▸ Recorded data
= = = = = = =
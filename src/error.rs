//! Error taxonomy for the analysis engine.
//!
//! Only a missing mandatory column aborts a batch. Everything else is
//! per-cell and non-fatal: a bad word becomes "no value", a bad timestamp
//! drops its row.

use thiserror::Error;

/// Batch-level failure. Returned from [`crate::analyze_table`].
#[derive(Debug, Error, Clone, PartialEq, Eq)]
pub enum EngineError {
    /// Required columns are absent from the input table.
    #[error("missing required column(s): {}", .missing.join(", "))]
    Schema { missing: Vec<String> },
}

/// Why a single 16-bit word cell could not be decoded.
#[derive(Debug, Error, Clone, PartialEq, Eq)]
pub enum DecodeError {
    #[error("not a number: {0:?}")]
    Malformed(String),

    #[error("word value is not finite: {0}")]
    NotFinite(String),

    #[error("unsupported cell type: {0}")]
    UnsupportedType(&'static str),
}

/// Why a timestamp cell could not be turned into seconds.
#[derive(Debug, Error, Clone, PartialEq)]
pub enum TimestampError {
    #[error("timestamp cell is empty")]
    Missing,

    #[error("timestamp {0:?} does not match HH:MM:SS.ffffff")]
    BadFormat(String),

    #[error("timestamp value {0} is not a finite number of seconds")]
    NotFinite(f64),
}

#[cfg(test)]
mod tests {
    // ---
    use super::*;

    #[test]
    fn schema_error_names_every_missing_column() {
        // ---
        let err = EngineError::Schema {
            missing: vec!["CW1".to_string(), "SW1".to_string()],
        };
        assert_eq!(err.to_string(), "missing required column(s): CW1, SW1");
    }
}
= = = = = = =
Nothing but the lines from the one holding "use super::*;" to the end of the entries should be output, each exactly as it appears.

    use super::*;

    #[test]
    fn schema_error_names_every_missing_column() {
        // ---
        let err = EngineError::Schema {
            missing: vec!["CW1".to_string(), "SW1".to_string()],
        };
        assert_eq!(err.to_string(), "missing required column(s): CW1, SW1");
    }
}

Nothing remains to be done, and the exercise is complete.